Ferrari
Das hübsche kleine Mädchen mit den blonden Locken verließ das Schulgelände wie an jedem Schultag kurz nach 13 Uhr.
Sie war acht Jahre alt und besuchte die zweite Klasse der Grundschule in Königstein
„Tschüs, Sally,“ rief die Hausaufgabenbetreuerin hinter ihr her; aber das Kind war schon eilig und übermütig die 5 Stufen vor dem Eingang hinunter gehüpft.
Sie hatten zum Schluss der Betreuungsstunde noch „Reise nach Jerusalem“ gespielt. Sally mochte das Spiel überhaupt nicht. Die blöde Musik; Mareike hatte immer nur so Kinderlieder, nix Fetziges! Das doofe Gedränge um die Stühle und die Jungs schubsten sie wegen ihrer zaghaften Art immer gleich beiseite.
Deshalb war sie auch gleich am Anfang ausgeschieden und konnte sich schon auf den Schulschluss vorbereiten.
Heute machte sich allein auf den Heimweg. Das war für sie schon ein wenig aufregend, da entweder ihre Mutter sie abholte oder meist ihr bester Freund Jonas sie sonst begleitete. Der war seit einigen Tagen krank; Windpocken.
Und das mitten im Sommer.
Auch Mama konnte sie heute nicht abholen, da sie wegen eines dringenden Projektes bis 14 Uhr durcharbeiten musste.

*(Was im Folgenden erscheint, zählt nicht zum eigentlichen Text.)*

//! Game engine for kondeck: the authoritative rules of a liar's-card round
//! with a roulette elimination penalty.
//!
//! # Key types
//!
//! - [`Game`] — one match: roster, elimination tracking, round-to-round
//!   reset, game-over detection
//! - [`Round`] — one deal-to-shoot cycle: deck remainder, table, target
//!   rank, turn pointer, play/verify legality
//! - [`Chamber`] — a player's six elimination draws, exactly one of them
//!   lethal per life
//! - [`GameError`] — request-local validation failures; every operation
//!   fails fast and leaves state untouched
//!
//! The engine is synchronous and knows nothing about rooms or sockets. The
//! session hub owns a `Game` per room and drives it one event at a time.

mod chamber;
mod deck;
mod error;
mod game;
mod player;
mod round;

pub use chamber::{CHAMBER_SIZE, Chamber};
pub use deck::{
    DECK_SIZE, HAND_SIZE, MAX_PLAYERS, MIN_PLAYERS, TARGET_RANKS, build_deck,
    shuffle,
};
pub use error::GameError;
pub use game::{Game, ShootOutcome};
pub use player::Player;
pub use round::{Round, choose_first_turn, choose_target_rank, deal_hands};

Aber da war wieder dieser nette Mann, der öfter schon mit seinem total schicken Auto an der Ecke beim Aldi Markt gestanden hatte.
Der sah so hübsch aus, fast wie ihr Papa. Ein wenig auch wie Herr Herborn, der Sportlehrer der älteren Kinder, sportlich mit kurzem, dunklen, leicht gewellten Haar. Er war immer voll modern angezogen, so wie der Fußballspieler. Der mit dem Spice Girl, Victoria, von den beiden hatte sie oft in der Zeitung gelesen.
Und er zeigte ihr immer Puppen aus der Sesamstraße. Obwohl sie dafür doch schon ein bisschen groß war.
Gesprochen hatte er noch nichts.
Mama hatte ihr eingeschärft, sie soll mit Fremden nicht reden, deshalb ging sie auch immer schnell weiter.
Vor allem wenn Jonas dabei war. Aber der merkte ja gar nicht, dass der Mann dort stand. Er hatte nur das Auto ein paar Mal bewundernd angeschaut und sagte immer: „Da steht ja wieder der Ferrari.“.
Sie sah ihn schon von Weitem. Zuerst das tolle Auto, ganz flach, knallrot. Dann den Mann mit dem lieben Lächeln.
Heute hatte er ihre Lieblingspuppe dabei. Sie konnte es schon von Weitem erkennen, obwohl er das blaue pelzige Ding ein wenig versteckt hielt; das Krümelmonster. Neugierig näherte sie sich, schlug alle Warnungen in den Wind.
„Kommst Du mit mir? Ich habe alle Puppen bei mir zu Hause. Du hast sie doch schon alle gesehen!“ Durch den Singsang und die Weichheit seiner Stimme konnte er die Kleine vollends für sich einnehmen.
„Ja, Ernie und Bert, Kermit der Frosch, Miss Piggy, Bibo...“
„Ich habe noch viel mehr. Du kannst mit ihnen spielen. Und dann zeige ich dir noch schöne Fotos“
Der Mann blickte das Mädchen liebevoll an, in seinem Blick lag ein Ausdruck von Sanftheit. Vertrauensvoll stieg das Kind zu dem Mann ins Fahrzeug.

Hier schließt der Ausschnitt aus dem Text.